Hemos de agradecer también que entre los grandes científicos e ingenieros del proyecto, uno de ellos fuera una especie de incorregible soñador, llamado Carl Sagan. Algunas veces se han narrado las aventuras y desventuras, y sobre todo las considerables broncas que se armaban con la administración de la NASA cada vez que Sagan llevaba a cabo alguna iniciativa que sólo con grandes dosis de buena voluntad podía calificarse de “científica”.
Una de ellas fue la del famoso disco de oro que se incluyó en las Voyager, sobre todo teniendo en cuenta la remota posibilidad de que cayera en manos alienígenas, que a su vez dispusieran del acervo tecnológico (y del conocimiento) necesarios para interpretar el mensaje. De todos modos, allá va con sus cientos de sonidos de la Tierra y saludos en 95 idiomas de dirigentes terrestres con mensajes de buena voluntad y cooperación con los posibles ET.
Y menos mal que, dentro de todo, hubo menos problemas que para diseñar la placa que llevó la anterior sonda Pioneer 11, cuyo diseño (también iniciativa de Sagan) dejó tras de sí numerosas anécdotas. En la placa aparecen, entre varios símbolos y diagramas, la silueta de un hombre con su brazo derecho levantado, y una mujer, ambos desnudos. Varias organizaciones feministas protestaron agriamente preguntándose por qué en el dibujo el órgano sexual del hombre era claramente visible, y el de la mujer, no. No menor fue la controversia de la elección del brazo levantado como señal de paz, cuando posteriormente se estableció que para ciertas culturas, ese era un signo claro que expresaba intenciones agresivas y que desataría el ataque inmediato por parte del “amenazado”.

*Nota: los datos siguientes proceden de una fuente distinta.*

use crate::{
    metadata::{
        save::SaveMode,
        tables::{col, key_column, TableId, TableStore},
        token::Token,
    },
    Result,
};

/// Tables whose coded and RID columns are rewritten after indirection tables are gone
const FIX_UP_BEFORE_SORT: [TableId; 11] = [
    TableId::MemberRef,
    TableId::MethodSemantics,
    TableId::Constant,
    TableId::FieldMarshal,
    TableId::MethodImpl,
    TableId::DeclSecurity,
    TableId::ImplMap,
    TableId::FieldRVA,
    TableId::FieldLayout,
    TableId::GenericParam,
    TableId::MethodSpec,
];

/// Keyed tables no token can point at
const SORT_WITHOUT_REMAP: [TableId; 9] = [
    TableId::Constant,
    TableId::FieldMarshal,
    TableId::MethodSemantics,
    TableId::ClassLayout,
    TableId::FieldLayout,
    TableId::ImplMap,
    TableId::FieldRVA,
    TableId::NestedClass,
    TableId::MethodImpl,
];

impl TableStore {
    /// Normalize the tables for a save in `mode`.
    ///
    /// On failure the movement map and every lookup cache are dropped; rows already moved
    /// stay where they are.
    pub(crate) fn presave(&mut self, mode: SaveMode) -> Result<()> {
        let result = match mode {
            SaveMode::Full => self.presave_full(),
            SaveMode::Enc => self.presave_enc(false),
            SaveMode::Delta => self.presave_enc(true),
        };

        if result.is_err() {
            self.movements.clear();
            self.lookups.clear();
        }
        result
    }

    fn presave_full(&mut self) -> Result<()> {
        let folded = self.collect_ref_to_def()?;

        self.resolve_markers()?;
        self.eliminate_ptr_tables()?;

        for table in FIX_UP_BEFORE_SORT {
            self.fix_up_table(table)?;
        }
        self.sort_table(TableId::GenericParam, true, true)?;
        self.sort_table(TableId::InterfaceImpl, true, true)?;
        self.sort_table(TableId::DeclSecurity, false, true)?;

        self.fix_up_table(TableId::GenericParamConstraint)?;
        self.sort_table(TableId::GenericParamConstraint, true, true)?;

        self.fix_up_table(TableId::CustomAttribute)?;
        for table in SORT_WITHOUT_REMAP {
            self.sort_table(table, false, false)?;
        }
        self.sort_table(TableId::CustomAttribute, false, true)?;

        for table in [TableId::PropertyMap, TableId::EventMap] {
            let increasing = self.keys_strictly_increasing(table)?;
            self.set_sorted(table, increasing);
        }

        self.emit_ref_to_def(&folded);
        self.movements.clear();
        self.lookups.clear();
        Ok(())
    }

    fn presave_enc(&mut self, minimal: bool) -> Result<()> {
        self.resolve_markers()?;
        self.dedup_enc_log()?;
        if minimal {
            self.build_enc_map()?;
        }
        Ok(())
    }

    fn keys_strictly_increasing(&self, table: TableId) -> Result<bool> {
        let Some(column) = key_column(table) else {
            return Ok(false);
        };

        let mut previous = None;
        for rid in 1..=self.row_count(table) {
            let key = self.get_column(table, column, rid)?;
            if previous.is_some_and(|previous| previous >= key) {
                return Ok(false);
            }
            previous = Some(key);
        }
        Ok(true)
    }

    /// Rewrite every child table that has a Ptr table into logical order and drop the Ptr
    /// table. Params also follow the new method order, and method param lists are rebuilt.
    fn eliminate_ptr_tables(&mut self) -> Result<()> {
        let param_windows = if self.has_indirect_table(TableId::MethodDef)
            || self.has_indirect_table(TableId::Param)
        {
            let windows = (1..=self.row_count(TableId::MethodDef))
                .map(|rid| self.children(TableId::MethodDef, TableId::Param, rid))
                .collect::<Result<Vec<_>>>()?;
            Some(windows)
        } else {
            None
        };

        let mut method_order = None;
        for child in [
            TableId::Field,
            TableId::MethodDef,
            TableId::Event,
            TableId::Property,
        ] {
            if !self.has_indirect_table(child) {
                continue;
            }
            let order = self.logical_order(child)?;
            self.flatten(child, &order)?;
            if child == TableId::MethodDef {
                method_order = Some(order);
            }
        }

        let Some(windows) = param_windows else {
            return Ok(());
        };
        let methods =
            method_order.unwrap_or_else(|| (1..=self.row_count(TableId::MethodDef)).collect());

        let count = self.row_count(TableId::Param);
        let mut seen = vec![false; count as usize + 1];
        let mut order = Vec::with_capacity(count as usize);
        let mut starts = Vec::with_capacity(methods.len());
        for method in &methods {
            #[allow(clippy::cast_possible_truncation)]
            starts.push(order.len() as u32 + 1);
            for param in &windows[*method as usize - 1] {
                if std::mem::replace(&mut seen[*param as usize], true) {
                    return Err(malformed_error!("Param {} is owned by two methods", param));
                }
                order.push(*param);
            }
        }
        order.extend((1..=count).filter(|rid| !seen[*rid as usize]));

        self.flatten(TableId::Param, &order)?;
        for (rid, start) in (1u32..).zip(starts) {
            self.write_column(TableId::MethodDef, col::method::PARAM_LIST, rid, start)?;
        }
        Ok(())
    }

    /// Physical RIDs of `child` in Ptr table order, followed by rows the Ptr table misses
    fn logical_order(&self, child: TableId) -> Result<Vec<u32>> {
        let Some(ptr) = child.ptr_table() else {
            return Ok((1..=self.row_count(child)).collect());
        };

        let count = self.row_count(child);
        let mut seen = vec![false; count as usize + 1];
        let mut order = Vec::with_capacity(count as usize);
        for position in 1..=self.row_count(ptr) {
            let rid = self.get_column(ptr, col::ptr::TARGET, position)?;
            if rid == 0 || rid > count {
                return Err(malformed_error!(
                    "{:?} row {} points past {:?}",
                    ptr,
                    position,
                    child
                ));
            }
            if std::mem::replace(&mut seen[rid as usize], true) {
                return Err(malformed_error!("{:?} lists {} twice", ptr, rid));
            }
            order.push(rid);
        }
        order.extend((1..=count).filter(|rid| !seen[*rid as usize]));
        Ok(order)
    }

    fn flatten(&mut self, child: TableId, order: &[u32]) -> Result<()> {
        self.reorder_rows(child, order)?;
        if let Some(ptr) = child.ptr_table() {
            self.tables[ptr.index()].clear();
            self.lookups.invalidate_table(ptr);
        }
        self.lookups.invalidate_table(child);

        let moves: Vec<(Token, Token)> = order
            .iter()
            .zip(1u32..)
            .filter(|(old, new)| **old != *new)
            .map(|(old, new)| (Token::from_parts(child, *old), Token::from_parts(child, new)))
            .collect();
        log::debug!(
            "Eliminated the indirection of {:?}, {} rows moved",
            child,
            moves.len()
        );
        self.record_moves(&moves);
        Ok(())
    }
}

Y para acabar con las genialidades de Sagan, no podemos dejar de citar el “Punto Azul Pálido”, que no es otro que una foto de nuestro planeta visto desde una distancia de seis mil millones de kilómetros. Al parecer, cuando el proyecto casi se estaba cerrando, Sagan se emperró en girar las cámaras de la Voyager en dirección opuesta a la de su marcha y retratar la Tierra perdida como un puntito apenas visible en la inmensidad del espacio profundo. Parece que a las autoridades de la NASA les pareció demasiado peligrosa una maniobra que podría averiar los delicados sensores de la astronave y se negaron a complacerle. Pero nuestro buen planetólogo llegó con su súplica al mismísimo administrador de la NASA, Richard Trury, y como el jefe siempre tiene razón, fue así como Sagan logró su ansiada instantánea, la cual le sirvió como título y portada para un libro que se convirtió (¡sí, la ciencia vende si se explica con claridad y pasión!) en uno de sus bestsellers.
En fin, para celebrar este hermoso aniversario, la NASA ha enviado con destino a Voyager un tuit que ha sido desvelado nada menos que por el actor William Shatner, conocido por su interpretación de James Kirk, comandante de la nave Entreprise en la saga “Star Trek”.
“Ofrecemos amistad a través de las estrellas. No estás solo”.